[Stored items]
________________________
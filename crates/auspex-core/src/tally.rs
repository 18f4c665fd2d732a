//! Vote tallying over the accepted verdict set.

use serde::{Deserialize, Serialize};

use crate::verdict::{ProviderVerdict, VoteChoice};

/// Vote counts over the accepted verdicts of one evaluation.
///
/// Abstentions (ambiguous verdicts) are counted separately so the caller
/// can see that a provider answered without tipping the result.
#[derive(Debug, Clone, Copy, Default, PartialEq, Eq, Serialize, Deserialize)]
pub struct VoteTally {
    /// Votes cast for option A
    pub option_a: usize,
    /// Votes cast for option B
    pub option_b: usize,
    /// Accepted verdicts that cast no vote
    pub abstained: usize,
}

impl VoteTally {
    /// Tally the votes of a set of accepted verdicts.
    pub fn from_verdicts(verdicts: &[ProviderVerdict]) -> Self {
        let mut tally = Self::default();
        for v in verdicts {
            match v.vote() {
                VoteChoice::OptionA => tally.option_a += 1,
                VoteChoice::OptionB => tally.option_b += 1,
                VoteChoice::Abstain => tally.abstained += 1,
            }
        }
        tally
    }

    /// Total number of accepted verdicts behind this tally.
    pub fn total(&self) -> usize {
        self.option_a + self.option_b + self.abstained
    }
}
//! Prompts for oracle evaluation.
//!
//! Every adapter sends the same two pieces of text: a system instruction
//! framing the model as a prediction-market oracle, and a user instruction
//! embedding the question with a machine-readable schema request. Only the
//! wire shapes around them differ per provider.

/// System instruction shared by all providers.
///
/// The JSON-only framing matters: free-form hedging is the main source of
/// unparseable responses.
pub const ORACLE_SYSTEM_PROMPT: &str = r#"You are an oracle for prediction markets.
You evaluate a binary question and decide which of two outcomes is true.
Respond with valid JSON only. No prose, no markdown fences, no commentary
before or after the JSON object."#;

/// Build the user instruction for one evaluation question.
///
/// Embeds the question, both options, and the response schema the parser
/// expects. Exactly one of `optionATrue`/`optionBTrue` should be true, but
/// the schema does not force it; ambiguous answers are handled downstream.
pub fn evaluation_prompt(question: &auspex_core::EvaluationQuestion) -> String {
    format!(
        r#"Question: {question}

Option A: {option_a}
Option B: {option_b}

Decide which option is the true outcome and respond with a JSON object of
exactly this shape:

{{
  "optionATrue": <boolean, true if option A is the true outcome>,
  "optionBTrue": <boolean, true if option B is the true outcome>,
  "confidence": <number between 0.0 and 1.0>,
  "reasoning": <string, one short paragraph explaining your judgment>
}}"#,
        question = question.question,
        option_a = question.option_a,
        option_b = question.option_b,
    )
}
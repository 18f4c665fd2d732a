//! Google Gemini provider.
//!
//! Gemini's generateContent API differs from the chat-completions family
//! on every axis that matters here: the key travels as a query parameter,
//! the system instruction is a dedicated field, and the assistant text
//! comes back as candidate content parts.

use async_trait::async_trait;
use serde::{Deserialize, Serialize};
use std::sync::Arc;
use std::time::Duration;

use auspex_core::EvaluationQuestion;

use super::{
    factory::{validate_base_url, ProviderFactory},
    secrets::{ApiCredential, CredentialResolver},
    CompletionConfig, CompletionResponse, ProviderClient, ProviderError, TokenUsage,
};
use crate::config::ProviderSpec;
use crate::prompts;

const DEFAULT_BASE_URL: &str = "https://generativelanguage.googleapis.com/v1beta";

/// Gemini provider speaking the generateContent API.
pub struct GeminiProvider {
    credential: ApiCredential,
    base_url: String,
    client: reqwest::Client,
}

impl std::fmt::Debug for GeminiProvider {
    fn fmt(&self, f: &mut std::fmt::Formatter<'_>) -> std::fmt::Result {
        f.debug_struct("GeminiProvider")
            .field("credential", &self.credential)
            .field("base_url", &self.base_url)
            .finish()
    }
}

impl GeminiProvider {
    /// Create a provider with the default endpoint.
    pub fn new(credential: ApiCredential) -> Self {
        Self {
            credential,
            base_url: DEFAULT_BASE_URL.to_string(),
            client: reqwest::Client::new(),
        }
    }

    /// Set a custom base URL.
    pub fn with_base_url(mut self, url: impl Into<String>) -> Self {
        self.base_url = url.into();
        self
    }
}

#[derive(Debug, Serialize)]
#[serde(rename_all = "camelCase")]
struct GenerateRequest {
    system_instruction: Content,
    contents: Vec<Content>,
    generation_config: GenerationConfig,
}

#[derive(Debug, Serialize, Deserialize)]
struct Content {
    #[serde(skip_serializing_if = "Option::is_none")]
    role: Option<String>,
    parts: Vec<Part>,
}

#[derive(Debug, Serialize, Deserialize)]
struct Part {
    #[serde(default)]
    text: Option<String>,
}

#[derive(Debug, Serialize)]
#[serde(rename_all = "camelCase")]
struct GenerationConfig {
    temperature: f32,
    max_output_tokens: u32,
}

#[derive(Debug, Deserialize)]
#[serde(rename_all = "camelCase")]
struct GenerateResponse {
    #[serde(default)]
    candidates: Vec<Candidate>,
    #[serde(default)]
    usage_metadata: Option<UsageMetadata>,
    #[serde(default)]
    model_version: Option<String>,
}

#[derive(Debug, Deserialize)]
struct Candidate {
    #[serde(default)]
    content: Option<Content>,
}

#[derive(Debug, Deserialize)]
#[serde(rename_all = "camelCase")]
struct UsageMetadata {
    #[serde(default)]
    prompt_token_count: u32,
    #[serde(default)]
    candidates_token_count: u32,
}

#[derive(Debug, Deserialize)]
struct GeminiError {
    error: GeminiErrorDetail,
}

#[derive(Debug, Deserialize)]
struct GeminiErrorDetail {
    message: String,
}

#[async_trait]
impl ProviderClient for GeminiProvider {
    async fn evaluate(
        &self,
        question: &EvaluationQuestion,
        config: &CompletionConfig,
    ) -> Result<CompletionResponse, ProviderError> {
        let request = GenerateRequest {
            system_instruction: Content {
                role: None,
                parts: vec![Part {
                    text: Some(prompts::ORACLE_SYSTEM_PROMPT.to_string()),
                }],
            },
            contents: vec![Content {
                role: Some("user".to_string()),
                parts: vec![Part {
                    text: Some(prompts::evaluation_prompt(question)),
                }],
            }],
            generation_config: GenerationConfig {
                temperature: config.temperature,
                max_output_tokens: config.max_tokens,
            },
        };

        let url = format!(
            "{}/models/{}:generateContent",
            self.base_url, config.model
        );

        // Gemini authenticates via query parameter rather than a header
        let response = self
            .client
            .post(url)
            .query(&[("key", self.credential.expose())])
            .timeout(config.timeout)
            .json(&request)
            .send()
            .await
            .map_err(|e| {
                if e.is_timeout() {
                    ProviderError::Timeout(config.timeout)
                } else {
                    ProviderError::Http(e.to_string())
                }
            })?;

        let status = response.status();

        if status == 429 {
            return Err(ProviderError::RateLimited { retry_after: None });
        }

        if !status.is_success() {
            let message = response
                .json::<GeminiError>()
                .await
                .map(|e| e.error.message)
                .unwrap_or_else(|e| e.to_string());
            return Err(ProviderError::Api {
                status: status.as_u16(),
                message,
            });
        }

        let body: GenerateResponse = response
            .json()
            .await
            .map_err(|e| ProviderError::Decode(e.to_string()))?;

        let content = body
            .candidates
            .into_iter()
            .next()
            .and_then(|c| c.content)
            .map(|c| {
                c.parts
                    .into_iter()
                    .filter_map(|p| p.text)
                    .collect::<Vec<_>>()
                    .join("")
            })
            .filter(|text| !text.is_empty())
            .ok_or_else(|| ProviderError::Decode("response carried no candidates".to_string()))?;

        let usage = body
            .usage_metadata
            .map(|u| TokenUsage {
                prompt_tokens: u.prompt_token_count,
                completion_tokens: u.candidates_token_count,
            })
            .unwrap_or_default();

        Ok(CompletionResponse {
            content,
            usage,
            model: body.model_version.unwrap_or_else(|| config.model.clone()),
        })
    }

    async fn health_check(&self) -> bool {
        !self.credential.is_empty()
    }

    fn name(&self) -> &str {
        "gemini"
    }
}

/// Factory for creating Gemini providers from a roster entry.
pub struct GeminiProviderFactory;

impl ProviderFactory for GeminiProviderFactory {
    fn provider_type(&self) -> &'static str {
        "gemini"
    }

    fn create(
        &self,
        spec: &ProviderSpec,
        credentials: &dyn CredentialResolver,
    ) -> Result<Arc<dyn ProviderClient>, ProviderError> {
        validate_base_url(spec)?;
        let credential = credentials.resolve(&spec.name)?;

        let mut provider = GeminiProvider::new(credential);
        if let Some(url) = &spec.base_url {
            provider = provider.with_base_url(url.clone());
        }
        Ok(Arc::new(provider))
    }

    fn description(&self) -> &'static str {
        "Google Gemini generateContent provider"
    }
}

#[cfg(test)]
mod tests {
    use super::*;
    use crate::providers::secrets::{CredentialSource, StaticCredentials};

    #[test]
    fn test_provider_name() {
        let provider =
            GeminiProvider::new(ApiCredential::new("key", CredentialSource::Programmatic));
        assert_eq!(provider.name(), "gemini");
    }

    #[test]
    fn test_factory_create() {
        let resolver = StaticCredentials::new().with("gemini", "key");
        let spec = ProviderSpec::new("gemini", "gemini-2.0-flash");

        let client = GeminiProviderFactory.create(&spec, &resolver).unwrap();
        assert_eq!(client.name(), "gemini");
    }

    #[test]
    fn test_factory_missing_credential() {
        let resolver = StaticCredentials::new();
        let spec = ProviderSpec::new("gemini", "gemini-2.0-flash");

        let err = GeminiProviderFactory.create(&spec, &resolver).unwrap_err();
        assert!(err.is_missing_credential());
    }

    #[test]
    fn test_response_decoding_joins_parts() {
        let body = r#"{
            "candidates": [{
                "content": {
                    "role": "model",
                    "parts": [{"text": "{\"optionATrue\": "}, {"text": "true}"}]
                }
            }],
            "usageMetadata": {"promptTokenCount": 90, "candidatesTokenCount": 30},
            "modelVersion": "gemini-2.0-flash"
        }"#;
        let parsed: GenerateResponse = serde_json::from_str(body).unwrap();
        let text: String = parsed.candidates[0]
            .content
            .as_ref()
            .unwrap()
            .parts
            .iter()
            .filter_map(|p| p.text.clone())
            .collect();
        assert_eq!(text, "{\"optionATrue\": true}");
    }
}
________________________
Work task
Pull every line that holds the string "ambiguous" out of the records.

Output of the task
/// Abstentions (ambiguous verdicts) are counted separately so the caller
/// the schema does not force it; ambiguous answers are handled downstream.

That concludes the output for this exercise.